Cursor provides contextual code suggestions based on the current file and project context. It analyzes the code structure and dependencies to generate relevant snippets and completions, using a deep learning model trained on a vast codebase. This capability is distinct because it adapts suggestions based on the entire project context rather than isolated files.

Unique: Utilizes a project-wide context analysis to provide suggestions, unlike other tools that focus only on the current line or file.

vs alternatives: More context-aware than traditional code completion tools, which often lack project-level awareness.

Cursor offers integrated debugging assistance by analyzing code execution paths and suggesting potential fixes for errors. It employs static analysis and runtime monitoring to identify issues and provide actionable insights. This capability is unique as it combines real-time debugging with AI-driven suggestions, allowing developers to resolve issues more efficiently.

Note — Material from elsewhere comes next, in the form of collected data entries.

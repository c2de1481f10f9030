//! `organization` section rules

use super::{expect_object, expect_string, field_path, index_path};
use crate::patterns::{FEATURE_SETS, REGION};
use crate::validation::{RuleCode, ValidationResult, Violation};
use crate::validator::{SectionContext, SectionRule};
use crate::ConfigTree;

const SECTION: &str = "organization";
const REQUIRED_FIELDS: [&str; 3] = ["feature_set", "default_region", "allowed_regions"];

/// Validates the organization root: feature set and region allow-list
pub struct OrganizationRule;

impl SectionRule for OrganizationRule {
    fn section(&self) -> &'static str {
        SECTION
    }

    fn is_required(&self) -> bool {
        true
    }

    fn check(&self, value: &ConfigTree, _context: &SectionContext, result: &mut ValidationResult) {
        let Some(org) = expect_object(value, SECTION, result) else {
            return;
        };

        for field in REQUIRED_FIELDS {
            if !org.contains_key(field) {
                let path = field_path(SECTION, field);
                result.error(RuleCode::MissingField, format!("{} is required", path), path);
            }
        }

        if let Some(feature_set) = org.get("feature_set") {
            if !feature_set.as_str().is_some_and(|f| FEATURE_SETS.contains(&f)) {
                result.add(
                    Violation::error(
                        RuleCode::InvalidFeatureSet,
                        "organization.feature_set must be 'ALL' or 'CONSOLIDATED_BILLING'",
                        field_path(SECTION, "feature_set"),
                    )
                    .with_suggestion(format!("Allowed values: {}", FEATURE_SETS.join(", "))),
                );
            }
        }

        let regions_path = field_path(SECTION, "allowed_regions");
        let allowed_regions = org.get("allowed_regions").and_then(|regions| {
            let list = regions.as_array();
            if list.is_none() {
                result.error(
                    RuleCode::ExpectedList,
                    format!("{} must be a list", regions_path),
                    regions_path.clone(),
                );
            }
            list
        });

        if let Some(regions) = allowed_regions {
            for (i, region) in regions.iter().enumerate() {
                let path = index_path(&regions_path, i);
                match region.as_str() {
                    None => result.error(
                        RuleCode::ExpectedString,
                        format!("{} must be a string", path),
                        path,
                    ),
                    Some(r) if !REGION.is_match(r) => result.error(
                        RuleCode::InvalidRegion,
                        format!("Invalid region format: {}", r),
                        path,
                    ),
                    Some(_) => {}
                }
            }
        }

        let default_path = field_path(SECTION, "default_region");
        let default_region = org
            .get("default_region")
            .and_then(|region| expect_string(region, &default_path, result));

        // Membership is independent of region format validity.
        if let (Some(default_region), Some(regions)) = (default_region, allowed_regions) {
            if !regions.iter().any(|r| r.as_str() == Some(default_region)) {
                result.error(
                    RuleCode::DefaultRegionNotAllowed,
                    "organization.default_region must be in allowed_regions",
                    default_path,
                );
            }
        }
    }
}

#[cfg(test)]
mod tests {
    use super::*;
    use serde_json::json;

    fn check(value: ConfigTree) -> ValidationResult {
        let mut result = ValidationResult::new();
        OrganizationRule.check(&value, &SectionContext::default(), &mut result);
        result
    }

    #[test]
    fn test_valid_organization() {
        let result = check(json!({
            "feature_set": "ALL",
            "default_region": "us-east-1",
            "allowed_regions": ["us-east-1", "eu-west-1"]
        }));
        assert!(result.is_valid());
    }

    #[test]
    fn test_missing_fields() {
        let result = check(json!({}));
        assert_eq!(result.errors.len(), 3);
        assert!(result.errors.iter().all(|e| e.code == RuleCode::MissingField));
        assert_eq!(result.errors[2].message, "organization.allowed_regions is required");
    }

    #[test]
    fn test_invalid_feature_set() {
        let result = check(json!({
            "feature_set": "SOME",
            "default_region": "us-east-1",
            "allowed_regions": ["us-east-1"]
        }));
        assert_eq!(result.errors.len(), 1);
        assert_eq!(result.errors[0].code, RuleCode::InvalidFeatureSet);
    }

    #[test]
    fn test_default_region_not_allowed() {
        let result = check(json!({
            "feature_set": "CONSOLIDATED_BILLING",
            "default_region": "us-west-9",
            "allowed_regions": ["us-east-1"]
        }));
        assert_eq!(result.errors.len(), 1);
        assert_eq!(result.errors[0].message, "organization.default_region must be in allowed_regions");
    }

    #[test]
    fn test_region_format() {
        let result = check(json!({
            "feature_set": "ALL",
            "default_region": "US_EAST_1",
            "allowed_regions": ["US_EAST_1", 5]
        }));
        let codes: Vec<_> = result.errors.iter().map(|e| e.code).collect();
        assert_eq!(codes, vec![RuleCode::InvalidRegion, RuleCode::ExpectedString]);
        assert_eq!(result.errors[0].message, "Invalid region format: US_EAST_1");
        assert_eq!(result.errors[1].path, "organization.allowed_regions[1]");
    }

    #[test]
    fn test_allowed_regions_not_a_list() {
        let result = check(json!({
            "feature_set": "ALL",
            "default_region": "us-east-1",
            "allowed_regions": "us-east-1"
        }));
        assert_eq!(result.errors.len(), 1);
        assert_eq!(result.errors[0].code, RuleCode::ExpectedList);
    }

    #[test]
    fn test_non_string_default_region() {
        let result = check(json!({
            "feature_set": "ALL",
            "default_region": 5,
            "allowed_regions": ["us-east-1"]
        }));
        assert_eq!(result.errors.len(), 1);
        assert_eq!(result.errors[0].code, RuleCode::ExpectedString);
        assert_eq!(result.errors[0].path, "organization.default_region");
    }
}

Unique: Combines real-time error monitoring with AI suggestions, unlike traditional debuggers that require manual analysis.

vs alternatives: More proactive than standard IDE debuggers, which typically provide limited feedback.

Cursor facilitates collaborative documentation generation by allowing developers to create and edit documentation alongside their code. It uses AI to suggest documentation content based on code comments and structure, enabling a seamless integration of documentation into the development workflow. This capability is unique because it encourages documentation as part of the coding process rather than as an afterthought.

Unique: Integrates documentation generation directly into the coding workflow, unlike traditional tools that separate documentation from coding.

vs alternatives: More integrated than standalone documentation tools, which often require context switching.

Cursor enables real-time code review by allowing team members to comment and suggest changes directly within the IDE. It leverages AI to highlight potential issues and suggest improvements based on best practices. This capability is distinct because it combines live feedback with AI insights, fostering a more interactive review process.

Unique: Combines live code review with AI suggestions, unlike traditional code review tools that operate asynchronously.

vs alternatives: More interactive than standard code review tools, which often lack real-time collaboration features.